TASK TO CARRY OUT ::
Starting with the opening line of the material, restate every line word for word, and end on the line containing "pub type BoxedHandler".

INPUT DATA ::
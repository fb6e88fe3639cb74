use crate::http::{Request, Response};
use matchit::Router as MatchitRouter;
use std::collections::HashMap;
use std::future::Future;
use std::pin::Pin;
use std::sync::Arc;

/// Type alias for route handlers
pub type BoxedHandler =
    Box<dyn Fn(Request) -> Pin<Box<dyn Future<Output = Response> + Send>> + Send + Sync>;

/// Box an async handler function
pub(crate) fn boxed_handler<H, Fut>(handler: H) -> Arc<BoxedHandler>
where
    H: Fn(Request) -> Fut + Send + Sync + 'static,
    Fut: Future<Output = Response> + Send + 'static,
{
    let handler: BoxedHandler = Box::new(move |req| Box::pin(handler(req)));
    Arc::new(handler)
}

/// Strip a trailing slash, keeping the root path intact
pub(crate) fn normalize_path(path: &str) -> &str {
    if path.len() > 1 {
        path.trim_end_matches('/')
    } else {
        path
    }
}

/// Route table with one matcher per HTTP method
///
/// ```rust,ignore
/// Router::new()
///     .get("/api/health", health)
///     .group("/api/categories", |r| {
///         r.get("/", category::index)
///          .get("/{id}", category::show)
///          .post("/", category::store)
///     })
/// ```
pub struct Router {
    get_routes: MatchitRouter<Arc<BoxedHandler>>,
    post_routes: MatchitRouter<Arc<BoxedHandler>>,
    put_routes: MatchitRouter<Arc<BoxedHandler>>,
    patch_routes: MatchitRouter<Arc<BoxedHandler>>,
    delete_routes: MatchitRouter<Arc<BoxedHandler>>,
    registered: Vec<(http::Method, String)>,
}

impl Router {
    pub fn new() -> Self {
        Self {
            get_routes: MatchitRouter::new(),
            post_routes: MatchitRouter::new(),
            put_routes: MatchitRouter::new(),
            patch_routes: MatchitRouter::new(),
            delete_routes: MatchitRouter::new(),
            registered: Vec::new(),
        }
    }

    fn table_mut(&mut self, method: &http::Method) -> Option<&mut MatchitRouter<Arc<BoxedHandler>>> {
        match *method {
            http::Method::GET => Some(&mut self.get_routes),
            http::Method::POST => Some(&mut self.post_routes),
            http::Method::PUT => Some(&mut self.put_routes),
            http::Method::PATCH => Some(&mut self.patch_routes),
            http::Method::DELETE => Some(&mut self.delete_routes),
            _ => None,
        }
    }

    fn table(&self, method: &http::Method) -> Option<&MatchitRouter<Arc<BoxedHandler>>> {
        match *method {
            http::Method::GET => Some(&self.get_routes),
            http::Method::POST => Some(&self.post_routes),
            http::Method::PUT => Some(&self.put_routes),
            http::Method::PATCH => Some(&self.patch_routes),
            http::Method::DELETE => Some(&self.delete_routes),
            _ => None,
        }
    }

    /// Insert a pre-boxed handler; a conflicting path is logged and skipped
    pub(crate) fn insert(&mut self, method: http::Method, path: &str, handler: Arc<BoxedHandler>) {
        let path = normalize_path(path).to_string();
        let Some(table) = self.table_mut(&method) else {
            tracing::error!(%method, path = %path, "unsupported route method");
            return;
        };
        match table.insert(path.clone(), handler) {
            Ok(()) => self.registered.push((method, path)),
            Err(e) => {
                tracing::error!(%method, path = %path, error = %e, "route registration rejected")
            }
        }
    }

    /// Register a GET route
    pub fn get<H, Fut>(mut self, path: &str, handler: H) -> Self
    where
        H: Fn(Request) -> Fut + Send + Sync + 'static,
        Fut: Future<Output = Response> + Send + 'static,
    {
        self.insert(http::Method::GET, path, boxed_handler(handler));
        self
    }

    /// Register a POST route
    pub fn post<H, Fut>(mut self, path: &str, handler: H) -> Self
    where
        H: Fn(Request) -> Fut + Send + Sync + 'static,
        Fut: Future<Output = Response> + Send + 'static,
    {
        self.insert(http::Method::POST, path, boxed_handler(handler));
        self
    }

    /// Register a PUT route
    pub fn put<H, Fut>(mut self, path: &str, handler: H) -> Self
    where
        H: Fn(Request) -> Fut + Send + Sync + 'static,
        Fut: Future<Output = Response> + Send + 'static,
    {
        self.insert(http::Method::PUT, path, boxed_handler(handler));
        self
    }

    /// Register a PATCH route
    pub fn patch<H, Fut>(mut self, path: &str, handler: H) -> Self
    where
        H: Fn(Request) -> Fut + Send + Sync + 'static,
        Fut: Future<Output = Response> + Send + 'static,
    {
        self.insert(http::Method::PATCH, path, boxed_handler(handler));
        self
    }

    /// Register a DELETE route
    pub fn delete<H, Fut>(mut self, path: &str, handler: H) -> Self
    where
        H: Fn(Request) -> Fut + Send + Sync + 'static,
        Fut: Future<Output = Response> + Send + 'static,
    {
        self.insert(http::Method::DELETE, path, boxed_handler(handler));
        self
    }

    /// Match a request and return the handler with extracted params
    pub fn match_route(
        &self,
        method: &http::Method,
        path: &str,
    ) -> Option<(Arc<BoxedHandler>, HashMap<String, String>)> {
        let table = self.table(method)?;

        table.at(normalize_path(path)).ok().map(|matched| {
            let params: HashMap<String, String> = matched
                .params
                .iter()
                .map(|(k, v)| (k.to_string(), v.to_string()))
                .collect();
            (matched.value.clone(), params)
        })
    }

    /// Registered (method, path) pairs in registration order
    pub fn routes(&self) -> &[(http::Method, String)] {
        &self.registered
    }
}

impl Default for Router {
    fn default() -> Self {
        Self::new()
    }
}

#[cfg(test)]
mod tests {
    use super::*;
    use crate::http::HttpResponse;
    use crate::testing;

    async fn named(req: Request) -> Response {
        Ok(HttpResponse::text(req.path().to_string()))
    }

    #[test]
    fn matches_per_method_with_params() {
        let router = Router::new()
            .get("/api/products/{id}", named)
            .patch("/api/products/{id}", named);

        let (_, params) = router
            .match_route(&http::Method::GET, "/api/products/7")
            .unwrap();
        assert_eq!(params.get("id").map(String::as_str), Some("7"));
        assert!(router
            .match_route(&http::Method::PATCH, "/api/products/7")
            .is_some());
        assert!(router
            .match_route(&http::Method::POST, "/api/products/7")
            .is_none());
        assert!(router
            .match_route(&http::Method::OPTIONS, "/api/products/7")
            .is_none());
    }

    #[test]
    fn trailing_slash_is_ignored() {
        let router = Router::new().get("/api/cities/", named);
        assert!(router.match_route(&http::Method::GET, "/api/cities").is_some());
        assert!(router.match_route(&http::Method::GET, "/api/cities/").is_some());
        assert_eq!(router.routes()[0].1, "/api/cities");
    }

    #[test]
    fn conflicting_route_keeps_first() {
        let router = Router::new()
            .get("/api/orders/{id}", named)
            .get("/api/orders/{order}", named);
        assert_eq!(router.routes().len(), 1);
    }

    #[tokio::test]
    async fn handler_receives_request() {
        let router = Router::new().get("/api/suppliers", named);
        let (handler, _) = router
            .match_route(&http::Method::GET, "/api/suppliers")
            .unwrap();
        let response = handler(testing::request("GET", "/api/suppliers", &[], ""))
            .await
            .unwrap();
        assert_eq!(response.body().as_ref(), b"/api/suppliers");
    }
}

EXERCISE SOLUTION ::
repository fb6e88fe3639cb74
use crate::http::{Request, Response};
use matchit::Router as MatchitRouter;
use std::collections::HashMap;
use std::future::Future;
use std::pin::Pin;
use std::sync::Arc;

/// Type alias for route handlers
pub type BoxedHandler =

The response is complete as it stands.